By Charles Riley, staff reporter

NEW YORK (CNNMoney) -- Just $2 billion more.

That's all the Treasury Department needs before it can say it's turning a profit on the Troubled Asset Relief Fund loans paid out to banks.

On Wednesday, Treasury announced that Fifth Third Bancorp of Cincinnati had fully repaid its outstanding $3.4 billion loan. That means banks have paid the government $243 billion of the original $245 billion in TARP loans.

Not every bank has repaid the government, but Treasury is making a mint off the interest. The department currently estimates that TARP bank loans will ultimately provide a lifetime profit of nearly $20 billion to taxpayers.

"As the economy heals, we're continuing to see private capital step up and replace public support in the financial sector, which has dramatically lowered the cost of TARP for taxpayers," Tim Massad, acting assistant secretary for financial stability, said in a statement.

But that's just the loans made to banks. Taxpayers are still holding the bag on bailouts for the auto industry and AIG through TARP.

When you factor those loans in, along with the cost of a foreclosure prevention program, taxpayers have only recouped $274 billion out of a total $410 billion. Treasury isn't expecting to make all that money back. It recently estimated a final cost to taxpayers of $48 billion for the entire program.

If you count the millions of common AIG shares still owed to Treasury, which technically exist outside the TARP program, the program cost drops to $28 billion.

Most of the overall loss will come from Treasury's foreclosure prevention programs.
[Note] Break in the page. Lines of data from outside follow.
//! Node recycling for the async task paths.
//!
//! Async tasks allocate one node per call; with the `task-pool` feature the
//! allocations are recycled through a thread-local cache backed by a global
//! freelist. Without the feature these helpers degrade to plain
//! allocate/drop.
//!
//! A node is only eligible for reuse when the recycler holds the sole
//! strong reference and no [`AnchorGuard`](crate::graph::node::AnchorGuard)
//! is active on it.

use std::sync::Arc;

use weft_core::types::TaskParams;

use crate::graph::node::{Node, Work};

#[cfg(feature = "task-pool")]
mod imp {
    use super::*;
    use parking_lot::Mutex;
    use std::cell::RefCell;
    use std::sync::atomic::Ordering;

    const LOCAL_CAP: usize = 64;
    const GLOBAL_CAP: usize = 1024;

    thread_local! {
        static LOCAL: RefCell<Vec<Arc<Node>>> = const { RefCell::new(Vec::new()) };
    }

    static GLOBAL: Mutex<Vec<Arc<Node>>> = Mutex::new(Vec::new());

    pub(super) fn animate(params: TaskParams, work: Work) -> Arc<Node> {
        let recycled = LOCAL
            .with(|local| local.borrow_mut().pop())
            .or_else(|| GLOBAL.lock().pop());
        match recycled {
            Some(node) => {
                reinitialize(&node, params, work);
                node
            }
            None => Arc::new(Node::new(params, work)),
        }
    }

    pub(super) fn recycle(node: Arc<Node>) {
        if Arc::strong_count(&node) != 1 || node.is_anchored() {
            return; // handles or anchors outstanding; drop normally
        }
        scrub(&node);
        let overflow = LOCAL.with(|local| {
            let mut local = local.borrow_mut();
            if local.len() < LOCAL_CAP {
                local.push(node);
                None
            } else {
                Some(node)
            }
        });
        if let Some(node) = overflow {
            let mut global = GLOBAL.lock();
            if global.len() < GLOBAL_CAP {
                global.push(node);
            }
        }
    }

    fn reinitialize(node: &Arc<Node>, params: TaskParams, work: Work) {
        *node.name.lock() = params.name;
        *node.data.lock() = params.data;
        *node.work.lock() = work;
    }

    fn scrub(node: &Arc<Node>) {
        // Drop closures and references eagerly; the node may sit in the
        // freelist for a while.
        *node.work.lock() = Work::Placeholder;
        *node.topology.lock() = None;
        *node.parent.lock() = std::sync::Weak::new();
        node.successors.lock().clear();
        node.dependents.lock().clear();
        *node.data.lock() = None;
        node.join_counter.store(0, Ordering::Relaxed);
        node.strong_in.store(0, Ordering::Relaxed);
        node.cond_in.store(0, Ordering::Relaxed);
        node.nstate.store(0, Ordering::Relaxed);
        node.estate.store(0, Ordering::Relaxed);
        node.async_state
            .store(crate::graph::node::astate::UNFINISHED, Ordering::Relaxed);
    }
}

#[cfg(not(feature = "task-pool"))]
mod imp {
    use super::*;

    pub(super) fn animate(params: TaskParams, work: Work) -> Arc<Node> {
        Arc::new(Node::new(params, work))
    }

    pub(super) fn recycle(node: Arc<Node>) {
        drop(node);
    }
}

/// Produces a node, reusing a recycled allocation when the pool is enabled.
pub(crate) fn animate(params: TaskParams, work: Work) -> Arc<Node> {
    imp::animate(params, work)
}

/// Returns a finished async node to the pool (or drops it).
pub(crate) fn recycle(node: Arc<Node>) {
    imp::recycle(node);
}
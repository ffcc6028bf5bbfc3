//! Sleep/wake coordination for idle workers.
//!
//! An epoch counter detects pushes that race with a worker going to sleep:
//! the worker takes a ticket, re-checks the queues, and only commits to the
//! condvar if no push advanced the epoch in between. The SeqCst pairing of
//! the epoch bump with the sleeper-count probe is what rules out the lost
//! wakeup: either the sleeper observes the new epoch, or the producer
//! observes the sleeper.

use std::sync::atomic::{AtomicUsize, Ordering};

use parking_lot::{Condvar, Mutex};

pub(crate) struct Notifier {
    epoch: AtomicUsize,
    sleepers: AtomicUsize,
    lock: Mutex<()>,
    cv: Condvar,
}

impl Notifier {
    pub(crate) fn new() -> Self {
        Notifier {
            epoch: AtomicUsize::new(0),
            sleepers: AtomicUsize::new(0),
            lock: Mutex::new(()),
            cv: Condvar::new(),
        }
    }

    /// Called after every push.
    pub(crate) fn notify_one(&self) {
        self.epoch.fetch_add(1, Ordering::SeqCst);
        if self.sleepers.load(Ordering::SeqCst) > 0 {
            let _guard = self.lock.lock();
            self.cv.notify_one();
        }
    }

    /// Wakes every parked worker (shutdown, bulk pushes).
    pub(crate) fn notify_all(&self) {
        self.epoch.fetch_add(1, Ordering::SeqCst);
        if self.sleepers.load(Ordering::SeqCst) > 0 {
            let _guard = self.lock.lock();
            self.cv.notify_all();
        }
    }

    /// Takes a ticket; the caller re-checks its wait condition before
    /// committing with [`wait`](Self::wait).
    pub(crate) fn ticket(&self) -> usize {
        self.epoch.load(Ordering::SeqCst)
    }

    /// Parks until any notification arrives after `ticket` was taken.
    /// Returns immediately if one already has. Spurious returns are allowed.
    pub(crate) fn wait(&self, ticket: usize) {
        let mut guard = self.lock.lock();
        self.sleepers.fetch_add(1, Ordering::SeqCst);
        if self.epoch.load(Ordering::SeqCst) != ticket {
            self.sleepers.fetch_sub(1, Ordering::Relaxed);
            return;
        }
        self.cv.wait(&mut guard);
        self.sleepers.fetch_sub(1, Ordering::Relaxed);
    }
}

#[cfg(test)]
mod tests {
    use super::*;
    use std::sync::atomic::AtomicBool;
    use std::sync::Arc;
    use std::time::Duration;

    #[test]
    fn stale_ticket_returns_immediately() {
        let n = Notifier::new();
        let ticket = n.ticket();
        n.notify_one();
        // Must not block.
        n.wait(ticket);
    }

    #[test]
    fn wakes_parked_thread() {
        let n = Arc::new(Notifier::new());
        let woke = Arc::new(AtomicBool::new(false));

        let handle = {
            let n = Arc::clone(&n);
            let woke = Arc::clone(&woke);
            std::thread::spawn(move || {
                let ticket = n.ticket();
                n.wait(ticket);
                woke.store(true, Ordering::SeqCst);
            })
        };

        // Keep notifying until the sleeper wakes; a single notify could race
        // with the thread not having parked yet.
        while !woke.load(Ordering::SeqCst) {
            n.notify_all();
            std::thread::sleep(Duration::from_millis(1));
        }
        handle.join().unwrap();
    }
}
//! Task graphs.
//!
//! A [`Graph`] is the ordered owning container of nodes; everything else in
//! the engine holds non-owning references into it. Graphs nest: a subflow
//! node owns an inner graph, a module node references an external one.

pub(crate) mod flow;
pub(crate) mod node;

use std::sync::{Arc, Weak};

use weft_core::types::{TaskParams, TaskType};

use node::{Node, Work};

/// Ordered owning container of task nodes. Move-only.
pub(crate) struct Graph {
    nodes: Vec<Arc<Node>>,
}

impl Graph {
    pub(crate) fn new() -> Self {
        Graph { nodes: Vec::new() }
    }

    /// Constructs a node and appends it, preserving insertion order.
    pub(crate) fn emplace(&mut self, params: TaskParams, work: Work) -> Arc<Node> {
        let node = Arc::new(Node::new(params, work));
        self.nodes.push(Arc::clone(&node));
        node
    }

    /// Stable removal of one node, unlinking it from its neighbours.
    pub(crate) fn erase(&mut self, node: &Arc<Node>) {
        let successors: Vec<Arc<Node>> = node.successors.lock().clone();
        for s in &successors {
            node.unlink(s);
        }
        let dependents: Vec<Arc<Node>> = node
            .dependents
            .lock()
            .iter()
            .filter_map(Weak::upgrade)
            .collect();
        for d in &dependents {
            d.unlink(node);
        }
        self.nodes.retain(|n| !Arc::ptr_eq(n, node));
    }

    pub(crate) fn len(&self) -> usize {
        self.nodes.len()
    }

    pub(crate) fn is_empty(&self) -> bool {
        self.nodes.is_empty()
    }

    pub(crate) fn nodes(&self) -> &[Arc<Node>] {
        &self.nodes
    }

    /// Drops all nodes, dismantling edge lists and nested subgraphs first.
    pub(crate) fn clear(&mut self) {
        let mut worklist = std::mem::take(&mut self.nodes);
        // Hoist nested subflow graphs into the worklist instead of letting
        // their drops recurse; deeply nested subflows would otherwise
        // overflow the stack.
        let mut i = 0;
        while i < worklist.len() {
            let node = Arc::clone(&worklist[i]);
            if node.task_type() == TaskType::Subflow {
                if let Work::Subflow { subgraph, .. } = &mut *node.work.lock() {
                    worklist.append(&mut subgraph.nodes);
                }
            }
            // Forward edges are strong; conditional loops make them cyclic.
            node.successors.lock().clear();
            node.dependents.lock().clear();
            i += 1;
        }
    }
}

impl Drop for Graph {
    fn drop(&mut self) {
        self.clear();
    }
}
And not everyone is happy with that part of TARP's effectiveness.

Neil Barofsky, the special inspector general for the Troubled Asset Relief Program, said last week that the program has been a success financially, but that programs "designed to help Main Street rather than Wall Street" have been failures.

Barofsky focused part of his criticism on the Home Affordable Modification Program, known as HAMP, which is intended to help eligible homeowners avoid foreclosure by facilitating mortgage modifications with loan servicers.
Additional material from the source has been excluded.